EdSteps seeks to give teachers, parents, and students a Web-based resource for comparing their student work to that of other students. The centerpiece will be a large public library of student work samples in key skill areas that are typically difficult and costly to assess. For each skill area, student work will be presented in a continuum — a gradual progression — from emerging to accomplished work.
The EdSteps continuums will allow teachers, parents, and students themselves to measure individual students’ progress over time and answer questions about whether students are on track to success. The continuums’ work samples will help teachers, parents, and students answer a central question for student growth:
Where is a particular student now, and what should he or she do to improve?
Click here to download more information about how we are building the continuums.
The EdSteps Skills
The EdSteps skill areas were selected because they are important for student success and they are traditionally difficult and costly to assess. The five skill areas — Writing, Global Competence, Creativity, Problem Solving, and Analyzing Information — are in different stages of development and will be phased in over time.
EdSteps is currently collecting work samples in Creativity, Global Competence, Problem Solving and Analyzing Information from students and adults of all ages from across the country and the world. Work samples will be accepted in any format, including Word documents, PowerPoints, video presentations, audio files, PDF—any file that can be downloaded on a computer is welcome.

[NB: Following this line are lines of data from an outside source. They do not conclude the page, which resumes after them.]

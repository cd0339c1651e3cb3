//! Selection and summation of the metrics the probe reports on.
//!
//! Every allow-listed sample is summed across all of its label combinations
//! into an [`Aggregate`] keyed by the metric name without its `caddy_http_`
//! prefix. The config-reload gauge is read separately as a health signal.

use tracing::debug;

use caddyprobe_core::{Aggregate, HealthStatus, Record};

/// Metric names summed into the aggregate. Exact match only.
pub const SUMMED_METRICS: &[&str] = &[
    "caddy_http_response_size_bytes_sum",
    "caddy_http_response_duration_seconds_sum",
    "caddy_http_requests_in_flight",
    "caddy_http_requests_total",
    "caddy_http_request_errors_total",
    "process_cpu_seconds_total",
];

/// Stripped from summed metric names to form aggregate keys.
pub const NAME_PREFIX: &str = "caddy_http_";

/// `1` when the last config reload succeeded.
pub const RELOAD_GAUGE: &str = "caddy_config_last_reload_successful";

pub const DETAIL_RELOAD_OK: &str = "last reload successful";
pub const DETAIL_RELOAD_FAILED: &str = "last reload failed";
pub const DETAIL_FALLBACK: &str = "metrics retrieved";

/// Result of scanning one document's records.
#[derive(Debug, Clone, Default, PartialEq)]
pub struct Scan {
    pub values: Aggregate,
    /// Human-readable details for the status line, never empty.
    pub details: Vec<String>,
    pub status: HealthStatus,
}

/// Sum the allow-listed records and read the reload gauge.
pub fn scan<'a, I>(records: I) -> Scan
where
    I: IntoIterator<Item = &'a Record>,
{
    let mut scan = Scan::default();

    for record in records {
        if SUMMED_METRICS.contains(&record.name.as_str()) {
            let key = record
                .name
                .strip_prefix(NAME_PREFIX)
                .unwrap_or(&record.name);
            scan.values.accumulate(key, record.value);
        } else if record.name == RELOAD_GAUGE {
            if record.value.as_f64() == 1.0 {
                scan.details.push(DETAIL_RELOAD_OK.to_string());
            } else {
                scan.details.push(DETAIL_RELOAD_FAILED.to_string());
                scan.status.escalate(HealthStatus::Critical);
            }
        }
    }

    if scan.details.is_empty() {
        scan.details.push(DETAIL_FALLBACK.to_string());
    }

    debug!(values = ?scan.values, status = ?scan.status, "metrics scanned");
    scan
}

#[cfg(test)]
mod tests {
    use super::*;
    use crate::exposition::parse_exposition;
    use caddyprobe_core::MetricValue;

    const FIXTURE: &str = include_str!("../../../tests/fixtures/caddy_metrics.txt");

    #[test]
    fn fixture_sums_across_labels() {
        let records = parse_exposition(FIXTURE);
        let scan = scan(&records);

        assert_eq!(scan.values.get("requests_total"), Some(MetricValue::Int(1560)));
        assert_eq!(scan.values.get("request_errors_total"), Some(MetricValue::Int(9)));
        assert_eq!(scan.values.get("requests_in_flight"), Some(MetricValue::Int(3)));
        assert_eq!(
            scan.values.get("response_duration_seconds_sum"),
            Some(MetricValue::Float(4.75))
        );
        assert_eq!(
            scan.values.get("response_size_bytes_sum"),
            Some(MetricValue::Float(1_069_056.0))
        );
        assert_eq!(
            scan.values.get("process_cpu_seconds_total"),
            Some(MetricValue::Float(12.34))
        );
        assert_eq!(scan.values.len(), 6);
        assert_eq!(scan.details, [DETAIL_RELOAD_OK]);
        assert_eq!(scan.status, HealthStatus::Ok);
    }

    #[test]
    fn keys_stay_within_allow_list() {
        let records = parse_exposition(FIXTURE);
        let scan = scan(&records);
        for key in scan.values.keys() {
            assert!(
                SUMMED_METRICS
                    .iter()
                    .any(|name| *name == key || name.strip_prefix(NAME_PREFIX) == Some(key)),
                "unexpected key {key}"
            );
        }
    }

    #[test]
    fn prefix_match_is_not_enough() {
        let records = parse_exposition(
            "caddy_http_requests_total_extra 5\ncaddy_http_request_duration_seconds_sum 1.5\n",
        );
        let scan = scan(&records);
        assert!(scan.values.is_empty());
    }

    #[test]
    fn reload_failure_is_critical() {
        let records = parse_exposition("caddy_config_last_reload_successful 0\n");
        let scan = scan(&records);
        assert_eq!(scan.status, HealthStatus::Critical);
        assert_eq!(scan.status.code(), 2);
        assert_eq!(scan.details, [DETAIL_RELOAD_FAILED]);
    }

    #[test]
    fn reload_success_as_float_counts() {
        let records = parse_exposition("caddy_config_last_reload_successful 1.0\n");
        let scan = scan(&records);
        assert_eq!(scan.status, HealthStatus::Ok);
        assert_eq!(scan.details, [DETAIL_RELOAD_OK]);
    }

    #[test]
    fn failed_reload_is_not_undone_by_later_success() {
        let records = parse_exposition(
            "caddy_config_last_reload_successful 0\ncaddy_config_last_reload_successful 1\n",
        );
        let scan = scan(&records);
        assert_eq!(scan.status, HealthStatus::Critical);
        assert_eq!(scan.details, [DETAIL_RELOAD_FAILED, DETAIL_RELOAD_OK]);
    }

    #[test]
    fn fallback_detail_when_nothing_reported() {
        let scan = scan(&parse_exposition("caddy_http_requests_total 4\n"));
        assert_eq!(scan.details, [DETAIL_FALLBACK]);

        let empty = super::scan(std::iter::empty::<&Record>());
        assert!(empty.values.is_empty());
        assert_eq!(empty.details, [DETAIL_FALLBACK]);
    }

    #[test]
    fn record_order_does_not_change_sums() {
        let mut records = parse_exposition(FIXTURE);
        let forward = scan(&records).values;
        records.reverse();
        let backward = scan(&records).values;
        records.rotate_left(7);
        let rotated = scan(&records).values;

        assert_eq!(forward, backward);
        assert_eq!(forward, rotated);
    }
}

EdSteps also invites students and educators to review student writing samples online.
Each continuum will be made through thousands of paired comparisons. In a paired comparison, a reviewer looks at two pieces of student work and determines which is better. This approach is different from other assessment methods, which rely on absolute judgments or rating a single item based on set criteria. The paired comparison approach is effective because comparative judgments are more concrete and easier to make than absolute judgments. For more information about the rating process, please see our Technical Report.
What Teachers are Saying:
"Thank you for taking this project on! This is what I have needed ever since I took on teaching primary school two years ago: what is expected of a first grader's writing? a second grader? a kindergartner? I teach in a small, rural school, and so have no other teachers handy to compare notes on this. This project could be the answer to my pleas to the universe. I'll be watching for more updates, and I will be happy to send in samples from my students' work."